Не затрагивая ряда частностей, отметим, что, по мнению С.Я. Лурье, возвысившийся в Египте (правда, как "министр", а не самостоятельный правитель) Иосиф был аналогом воцарившегося чужеземца в египетском мифе; злодеяния чужеземцев в Египте трансформировались в мотив хозяйственных преобразований Иосифа, разумеется, с элиминированием мотива святотатств в храмах; мотив состязания в мудрости был перенесен на ИосифаБыт. 41.; образ пришедшего из Эфиопии царевича - "спасителя египтян от азиатов" - трансформировался в образ "спасителя азиатов от египтян" Моисея - воспитанника царской дочери, женой которого была "эфиоплянка"1 о; а "рудиментами" представления об изгнании, а не самостоятельном уходе азиатов-евреев из Египта оказываются упоминания Исх. 6:1 и 12:33 [16, с. 119-129; 24, 8. 120-129]. Возникновение этого комплекса сюжетов ("египетской Библии"), по мнению С.Я. Лурье, вызвала "усиленная эмиграция" евреев в Египет при нубийских царях XXV династии ("эфиопах"; VIII - VII вв. до н. э.) и сложение там еврейской диаспоры [16, с. 129; 24, S. 130-135]; стимулами к этому были как необходимость противостоять негативному образу азиатов, оказавшихся в Египте, который сложился в египетском мифе об их владычестве [16, с. 119], так и желание евреев связать себя с "центром культурного влияния", которым в это время стал Египет (по аналогии с тем, как ранее легенда о происхождении Авраама из Вавилонии привязала их к этому культурному центру) [16, с. 90].

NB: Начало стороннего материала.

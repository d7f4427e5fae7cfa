//! Fixed-width error-analysis table.

use std::fmt;

/// Width of every column of the report.
pub const COLUMN_WIDTH: usize = 20;

/// Significant digits used for real-valued columns.
pub const SIGNIFICANT_DIGITS: usize = 6;

const HEADERS: [&str; 6] = [
    "Simulations",
    "Subintervals",
    "BSM Price",
    "MC Price",
    "SD",
    "SE",
];

/// One row of the Monte Carlo error analysis.
///
/// # Examples
///
/// ```rust
/// use pricer_pricing::report::ErrorReport;
///
/// let report = ErrorReport {
///     simulations: 1000,
///     subintervals: 100,
///     bsm_price: 2.133371,
///     mc_price: 2.101,
///     standard_deviation: 3.9,
///     standard_error: 0.1233,
/// };
/// assert!(report.header().ends_with("SE"));
/// assert!(report.row().ends_with("0.1233"));
/// assert_eq!(report.row().len(), 6 * 20);
/// ```
#[derive(Debug, Clone, Copy, PartialEq)]
#[cfg_attr(feature = "serde", derive(serde::Serialize, serde::Deserialize))]
pub struct ErrorReport {
    /// Number of simulated paths
    pub simulations: usize,
    /// Euler subintervals per path
    pub subintervals: usize,
    /// Closed-form price of the same option
    pub bsm_price: f64,
    /// Simulated price
    pub mc_price: f64,
    /// Scaled sample standard deviation of the payoffs
    pub standard_deviation: f64,
    /// Standard error of the simulated price
    pub standard_error: f64,
}

impl ErrorReport {
    /// Column titles, each right-aligned in [`COLUMN_WIDTH`] characters.
    pub fn header(&self) -> String {
        HEADERS
            .iter()
            .map(|title| format!("{:>width$}", title, width = COLUMN_WIDTH))
            .collect()
    }

    /// Values, aligned under [`header`](Self::header).
    ///
    /// Counts are printed plainly, reals with [`SIGNIFICANT_DIGITS`]
    /// significant digits.
    pub fn row(&self) -> String {
        let cells = [
            self.simulations.to_string(),
            self.subintervals.to_string(),
            format_significant(self.bsm_price, SIGNIFICANT_DIGITS),
            format_significant(self.mc_price, SIGNIFICANT_DIGITS),
            format_significant(self.standard_deviation, SIGNIFICANT_DIGITS),
            format_significant(self.standard_error, SIGNIFICANT_DIGITS),
        ];
        cells
            .iter()
            .map(|cell| format!("{:>width$}", cell, width = COLUMN_WIDTH))
            .collect()
    }
}

impl fmt::Display for ErrorReport {
    fn fmt(&self, f: &mut fmt::Formatter<'_>) -> fmt::Result {
        writeln!(f, "{}", self.header())?;
        write!(f, "{}", self.row())
    }
}

/// Renders `value` with `digits` significant digits in the shortest of
/// fixed or scientific notation, dropping trailing zeros (`%g` style).
///
/// ```rust
/// use pricer_pricing::report::format_significant;
///
/// assert_eq!(format_significant(10.45058357, 6), "10.4506");
/// assert_eq!(format_significant(1234567.0, 6), "1.23457e+06");
/// assert_eq!(format_significant(1.234e-5, 6), "1.234e-05");
/// ```
pub fn format_significant(value: f64, digits: usize) -> String {
    if value.is_nan() {
        return "nan".to_string();
    }
    if value.is_infinite() {
        return if value > 0.0 { "inf" } else { "-inf" }.to_string();
    }
    if value == 0.0 {
        return if value.is_sign_negative() { "-0" } else { "0" }.to_string();
    }

    let digits = digits.max(1);
    // Rounds first, so 999999.7 at six digits reports exponent 6
    let scientific = format!("{:.*e}", digits - 1, value);
    let Some((mantissa, exponent)) = scientific.split_once('e') else {
        return scientific;
    };
    let exponent: i32 = exponent.parse().unwrap_or(0);

    if exponent < -4 || exponent >= digits as i32 {
        let sign = if exponent < 0 { '-' } else { '+' };
        format!("{}e{}{:02}", trim_fraction(mantissa), sign, exponent.abs())
    } else {
        let decimals = (digits as i32 - 1 - exponent).max(0) as usize;
        trim_fraction(&format!("{:.*}", decimals, value)).to_string()
    }
}

fn trim_fraction(number: &str) -> &str {
    if number.contains('.') {
        number.trim_end_matches('0').trim_end_matches('.')
    } else {
        number
    }
}

#[cfg(test)]
mod tests {
    use super::*;

    fn report() -> ErrorReport {
        ErrorReport {
            simulations: 10,
            subintervals: 100,
            bsm_price: 2.133371,
            mc_price: 1.5,
            standard_deviation: 4.0,
            standard_error: 1.2649110640673518,
        }
    }

    #[test]
    fn test_header_layout() {
        let header = report().header();
        assert_eq!(header.len(), 120);
        assert!(header.starts_with("         Simulations        Subintervals"));
        assert!(header.ends_with("                  SD                  SE"));
    }

    #[test]
    fn test_row_layout() {
        let row = report().row();
        assert_eq!(row.len(), 120);
        assert_eq!(&row[0..20], "                  10");
        assert_eq!(&row[20..40], "                 100");
        assert_eq!(row[40..60].trim_start(), "2.13337");
        assert_eq!(row[60..80].trim_start(), "1.5");
        assert_eq!(row[80..100].trim_start(), "4");
        assert_eq!(row[100..120].trim_start(), "1.26491");
    }

    #[test]
    fn test_display_is_header_then_row() {
        let r = report();
        assert_eq!(r.to_string(), format!("{}\n{}", r.header(), r.row()));
    }

    #[test]
    fn test_format_significant_fixed() {
        assert_eq!(format_significant(2.133371, 6), "2.13337");
        assert_eq!(format_significant(100.0, 6), "100");
        assert_eq!(format_significant(0.5, 6), "0.5");
        assert_eq!(format_significant(-0.03125, 6), "-0.03125");
        assert_eq!(format_significant(0.0001234, 6), "0.0001234");
        assert_eq!(format_significant(123456.4, 6), "123456");
    }

    #[test]
    fn test_format_significant_scientific() {
        assert_eq!(format_significant(1e-5, 6), "1e-05");
        assert_eq!(format_significant(999999.7, 6), "1e+06");
        assert_eq!(format_significant(-2.5e10, 6), "-2.5e+10");
    }

    #[test]
    fn test_format_significant_special_values() {
        assert_eq!(format_significant(0.0, 6), "0");
        assert_eq!(format_significant(f64::NAN, 6), "nan");
        assert_eq!(format_significant(f64::INFINITY, 6), "inf");
        assert_eq!(format_significant(f64::NEG_INFINITY, 6), "-inf");
    }
}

Обращение С.Я. Лурье со своими идеями к ученым Российского Палестинского общества было связано, по-видимому, с желанием "легитимировать" их на уровне признания традиционной наукой или, по крайней мере, равноправной полемики с нею, в ходе которой будут продемонстрированы возможности используемых им методов. Успеху этого должны были служить эрудиция и высокий уровень подготовки С.Я. Лурье, вполне соответствовавшие требованиям дореволюционной науки о древности. Однако, как показывают протоколы заседаний РПО, публикация которых подготовлена нами (см. наше прим. выше), доклады С.Я. Лурье были приняты весьма сдержанно, и их критика исходила как от библеистов, так и от египтолога В.В. Струве. Трудно сказать, насколько болезненно С.Я. Лурье воспринял ее в целом, однако непосредственно со В.В. Струве он вступил в конфликт, заподозрив его в присвоении, несмотря на продекларированное неприятие, своих интерпретаций [16, с. 129; 22, с. 37-38]. Как мы видим, в течение 20-х годов С.Я. Лурье неоднократно излагает их в публикациях разного формата и, кроме того, реализует в лекционных курсах, материалы которых сохранились в его архивном фонде: в своих построениях он явно видел возможности обновления отечественной гуманитарной науки в послереволюционных условиях (в этом смысле его позиция сопоставима с отношением к марризму некоторых ученых, искавших в нем реальные возможности для реконструкции архаического сознания, например О.М. Фрейденберг [20, с. 54-56]). Однако с 30-х годов стало уже "не время и не место" как для занятий библеистикой, так и для работы в русле немарксистских концепций, и С.Я. Лурье практически полностью переключился на конкретные штудии античного материала.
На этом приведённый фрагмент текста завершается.